British Petroleum provides some pretty nice tools for visualizing energy consumption like the figure above which drives home effectively the point of just how fast our demand for energy is growing, roughly quadrupling in the past 50 odd years.
In order to understand this growth better, I think it's important to ask why we need energy in the first place. This may seem like a pretty bone-headed question -- of course we need energy. But energy is not an essential ingredient in traditional macro-economic models. In the best case energy is treated as a quantity that can be "substituted" for other ingredients of the global economy as capital and labor.
As a physicist, this seems totally nuts as our individual ability to work rests on the availability of energy. We're not somehow divorced from the laws of the universe. I've never heard of someone being an effective element of the labor force who had completely ceased to eat. And food sure doesn't materialize without work being done.

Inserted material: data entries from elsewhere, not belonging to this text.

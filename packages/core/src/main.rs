use std::net::SocketAddr;
use std::sync::Arc;

use clap::Parser;
use dotenvy::dotenv;
use tokio::signal;

use traffic_forecast::{
    api::{self, AppState},
    cli::Cli,
    config::Config,
    db,
    error::AppError,
    forecast::{load_model, types::FEATURE_COLUMNS, MinMaxScaler, Predictor, PredictorConfig, RecordStore},
    logging::init_logging,
    metrics::AppMetrics,
    repository::TrafficRepository,
};

#[tokio::main]
async fn main() {
    dotenv().ok();
    init_logging();

    if let Err(err) = run(Cli::parse()).await {
        tracing::error!("{}", err);
        std::process::exit(1);
    }
}

async fn run(cli: Cli) -> Result<(), AppError> {
    let mut config = Config::from_env().map_err(AppError::Config)?;
    config.apply_cli(&cli);
    tracing::info!("Service starting with config: {:?}", config);

    // Artifacts are loaded once and shared read-only for the process lifetime.
    let scaler = MinMaxScaler::load(&config.scaler_path)?;
    if scaler.n_features() != FEATURE_COLUMNS.len() {
        return Err(AppError::Artifact(format!(
            "scaler has {} columns, expected {:?}",
            scaler.n_features(),
            FEATURE_COLUMNS
        )));
    }
    let model = load_model(&config.model_path)?;
    tracing::info!(
        "Loaded {} model ({} steps) and scaler from {} / {}",
        model.model_name(),
        model.window_len(),
        config.model_path.display(),
        config.scaler_path.display()
    );

    let pool = db::create_pool_with(&config.database_url, config.db_max_connections).await?;
    let store: Arc<dyn RecordStore + Send + Sync> = Arc::new(TrafficRepository::new(pool.clone()));

    let predictor = Predictor::new(
        store.clone(),
        Arc::new(scaler),
        model,
        PredictorConfig {
            fetch_limit: config.fetch_limit,
            ..PredictorConfig::default()
        },
    )?;

    let metrics = Arc::new(
        AppMetrics::new().map_err(|err| AppError::Config(format!("metrics registry: {}", err)))?,
    );

    let app = api::create_router(Arc::new(AppState {
        predictor: Arc::new(predictor),
        store,
        metrics,
        default_location: config.default_location.clone(),
        predict_timeout: config.predict_timeout,
    }));

    let addr = SocketAddr::from(([0, 0, 0, 0], config.api_port));
    let listener = tokio::net::TcpListener::bind(addr)
        .await
        .map_err(|err| AppError::Config(format!("failed to bind {}: {}", addr, err)))?;
    tracing::info!("Listening on {}", addr);

    axum::serve(listener, app)
        .with_graceful_shutdown(shutdown_signal())
        .await
        .map_err(|err| AppError::Config(format!("server error: {}", err)))?;

    pool.close().await;
    tracing::info!("Server stopped cleanly");
    Ok(())
}

async fn shutdown_signal() {
    if let Err(err) = signal::ctrl_c().await {
        tracing::error!("Failed to listen for shutdown signal: {}", err);
        std::future::pending::<()>().await;
    }
    tracing::info!("Shutdown signal received");
}
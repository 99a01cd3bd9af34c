//! Forecast endpoint

use axum::{
    extract::{Query, State},
    Json,
};
use serde::Deserialize;

use crate::error::AppError;
use crate::forecast::Forecast;
use super::ApiState;

#[derive(Debug, Deserialize)]
pub struct PredictQuery {
    pub location: Option<String>,
}

/// `GET /predict?location=<name>`
///
/// Runs the pipeline once under the configured timeout. Failures become
/// `{ "error": ... }` bodies via [`AppError`].
pub async fn predict(
    State(state): State<ApiState>,
    Query(params): Query<PredictQuery>,
) -> Result<Json<Forecast>, AppError> {
    let location = params
        .location
        .map(|l| l.trim().to_string())
        .filter(|l| !l.is_empty())
        .unwrap_or_else(|| state.default_location.clone());

    let timer = state.metrics.prediction_duration.start_timer();
    let outcome = tokio::time::timeout(state.predict_timeout, state.predictor.predict(&location)).await;
    timer.observe_duration();

    let result = match outcome {
        Ok(Ok(forecast)) => Ok(forecast),
        Ok(Err(err)) => Err(AppError::from(err)),
        Err(_) => Err(AppError::Timeout(state.predict_timeout)),
    };

    match result {
        Ok(forecast) => {
            state.metrics.predictions_total.inc();
            Ok(Json(forecast))
        }
        Err(err) => {
            tracing::warn!(location = %location, kind = err.kind(), "Prediction failed: {}", err);
            state
                .metrics
                .prediction_errors_total
                .with_label_values(&[err.kind()])
                .inc();
            Err(err)
        }
    }
}
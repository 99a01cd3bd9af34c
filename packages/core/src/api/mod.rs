//! HTTP surface of the forecast service

pub mod health;
pub mod metrics;
pub mod predict;

use std::sync::Arc;
use std::time::{Duration, Instant};

use axum::{
    extract::{MatchedPath, Request, State},
    middleware::{self, Next},
    response::Response,
    routing::get,
    Router,
};
use tower_http::cors::CorsLayer;

use crate::forecast::{Predictor, RecordStore};
use crate::metrics::AppMetrics;

/// State shared by every handler.
pub struct AppState {
    pub predictor: Arc<Predictor>,
    pub store: Arc<dyn RecordStore + Send + Sync>,
    pub metrics: Arc<AppMetrics>,
    pub default_location: String,
    pub predict_timeout: Duration,
}

pub type ApiState = Arc<AppState>;

/// Assemble the full router. `main.rs` and the integration tests both use
/// this so they serve the same routes.
pub fn create_router(state: ApiState) -> Router {
    Router::new()
        .route("/predict", get(predict::predict))
        .route("/health", get(health::health))
        .route("/health/db", get(health::database_health))
        .route("/metrics", get(metrics::metrics))
        .route_layer(middleware::from_fn_with_state(state.clone(), track_http))
        .layer(CorsLayer::permissive())
        .with_state(state)
}

/// Record request count and latency per matched route.
async fn track_http(State(state): State<ApiState>, request: Request, next: Next) -> Response {
    let method = request.method().to_string();
    let path = request
        .extensions()
        .get::<MatchedPath>()
        .map(|p| p.as_str().to_string())
        .unwrap_or_else(|| request.uri().path().to_string());

    let started = Instant::now();
    let response = next.run(request).await;

    state
        .metrics
        .http_requests_total
        .with_label_values(&[method.as_str(), path.as_str(), response.status().as_str()])
        .inc();
    state
        .metrics
        .http_request_duration
        .observe(started.elapsed().as_secs_f64());

    response
}
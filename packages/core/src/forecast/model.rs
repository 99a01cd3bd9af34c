//! Forecast Model interface
//!
//! Abstraction over the pre-trained sequence model so the predictor does
//! not depend on a particular network implementation.

use std::path::Path;
use std::sync::Arc;

use serde::{Deserialize, Serialize};

use crate::forecast::{
    artifact::read_json,
    error::{ArtifactError, InferenceError},
    lstm::{LstmArtifact, LstmModel},
    types::{ScaledForecast, ScaledWindow},
};

/// A single-step forecaster over normalized feature windows.
///
/// Implementations hold fixed weights and must be deterministic.
pub trait ForecastModel: Send + Sync {
    /// Number of time steps the model consumes per forecast.
    fn window_len(&self) -> usize;

    /// Run one forward pass over exactly `window_len()` steps.
    fn infer(&self, window: &ScaledWindow) -> Result<ScaledForecast, InferenceError>;

    /// Short identifier for logging.
    fn model_name(&self) -> &str;
}

/// On-disk model artifact, tagged by `kind`.
#[derive(Debug, Clone, Serialize, Deserialize)]
#[serde(tag = "kind", rename_all = "snake_case")]
pub enum ModelArtifact {
    Lstm(LstmArtifact),
    Persistence { window: usize },
}

/// Load a model artifact and validate its shapes.
pub fn load_model(path: &Path) -> Result<Arc<dyn ForecastModel>, ArtifactError> {
    let artifact: ModelArtifact = read_json(path)?;
    build_model(artifact)
}

pub fn build_model(artifact: ModelArtifact) -> Result<Arc<dyn ForecastModel>, ArtifactError> {
    match artifact {
        ModelArtifact::Lstm(lstm) => Ok(Arc::new(LstmModel::from_artifact(lstm)?)),
        ModelArtifact::Persistence { window } => {
            if window == 0 {
                return Err(ArtifactError::invalid("persistence window must be positive"));
            }
            Ok(Arc::new(PersistenceModel::new(window)))
        }
    }
}

pub(crate) fn check_window(window: &ScaledWindow, expected: usize) -> Result<(), InferenceError> {
    if window.steps.len() == expected {
        Ok(())
    } else {
        Err(InferenceError::ShapeMismatch {
            what: "window length",
            expected,
            found: window.steps.len(),
        })
    }
}

/// Naive baseline: the next step equals the last observed step.
#[derive(Debug, Clone, Copy, PartialEq, Eq)]
pub struct PersistenceModel {
    window: usize,
}

impl PersistenceModel {
    pub fn new(window: usize) -> Self {
        Self { window }
    }
}

impl ForecastModel for PersistenceModel {
    fn window_len(&self) -> usize {
        self.window
    }

    fn infer(&self, window: &ScaledWindow) -> Result<ScaledForecast, InferenceError> {
        check_window(window, self.window)?;
        let last = window.steps.last().copied().ok_or(InferenceError::ShapeMismatch {
            what: "window length",
            expected: self.window,
            found: 0,
        })?;
        if !last.is_finite() {
            return Err(InferenceError::NonFinite);
        }
        Ok(ScaledForecast(last))
    }

    fn model_name(&self) -> &str {
        "persistence"
    }
}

Instead, I think it's appropriate to treat civilization as a what can be termed a thermodynamic heat engine. The idea of a heat engine was first envisioned by French engineers in the early 1800s. In a car, work is done to propel a car forward by consuming the chemical energy in gasoline at high temperatures and dissipating it as waste heat at low temperatures with the pistons moving up and down in between.
In one way, we're very similar. We consume energy to go through the cyclic motions of going to and from work and the grocery store, sending out internet search requests, and pumping our hearts. All these actions require a temperature gradient where energy is released at high temperatures and dissipate at cold temperatures, whether with our cars, our computers, or the gradient from the inside to exteriors of our bodies. In fact, we can see all of human civilization as a "super-organism" that consumes primary energy to engage in all of its internal circulations, ultimately radiating waste heat to the atmosphere and then to cool of space.
High potential primary energy resources like oil and coal sustain civilization’s circulations against dissipation of waste heat. ‘Useless’ energy ultimately flows to space through the cold planetary blackbody temperature of 255 K. In between lies civilization, including people, their activities, and
all their associated circulations, whether or not they are part of the GDP.
Civilization Growth
A key difference between human civilization and a car is that it can grow. By growing, its thermodynamic engine expands. A larger engine consumes more, dissipates more, and does work ever faster. This positive feedback provides a recipe for exponential growth.Civilization uses energy consumption mostly to sustain existing circulations. A small fraction is also used to grow civilization through an incorporation of new raw materials (e.g. iron and wood) into its structure. Thermodynamically, this is possible only if civilization consumes a little more energy than it dissipates. A small fraction of the energy that is consumed is available to incorporate raw materials to build civilization.
We’re actually pretty familiar with this. If we eat too much we get fat. I’m told that consuming an extra 3500 calories beyond what we need leads to a pound of weight gain. This is the energy required for the body to turn food into flesh.
A child consumes food today in some proportion to the child’s body mass. The child experiences a production of mass if there is a convergence of energetic flows such that it dissipates less heat than is contained in the food energy eaten. The child’s current size is directly a consequence of an accumulation of prior mass production. Its current rate of food consumption is also a consequence of prior production. As the child grows it eats more. As the child approaches adulthood, the disequilibrium between consumption and dissipation narrows, and (hopefully!) the production of new mass stalls.
So economic production, or the GDP, can be seen as the consequence of this imbalance: production is positive only when primary energy consumption is greater than the rate at which civilization dissipates energy due to all it’s internal circulations. If production is positive, civilization is able to incorporate raw materials into its structure. It grows, and then uses the added population and infrastructure created with the materials to consume even more energy.
Collapse
I think this is what is happening with the BP statistics. Because the GWP exists, we grow, and then use our growth to access more energy which we can then consume with the higher infrastructure demands. The relevant equation is that every 1000 dollars of year 2005 inflation-adjusted gross world product requires 7.1 additional Watts of power capacity to be added, independent of the year that is considered.Right now, energy consumption is continuing to grow rapidly, sustaining an ever larger GWP. But it is not the rate of energy consumption that supports the GWP, but the rate of growth of energy consumption that supports the GWP.
This important distinction is flat out frightening. The implication is that if we cease to grow energy and raw material consumption globally, then the global economy must collapse. But if don't cease to grow energy consumption and raw material consumption then we still collapse due to climate change and environmental destruction. Is there no way out?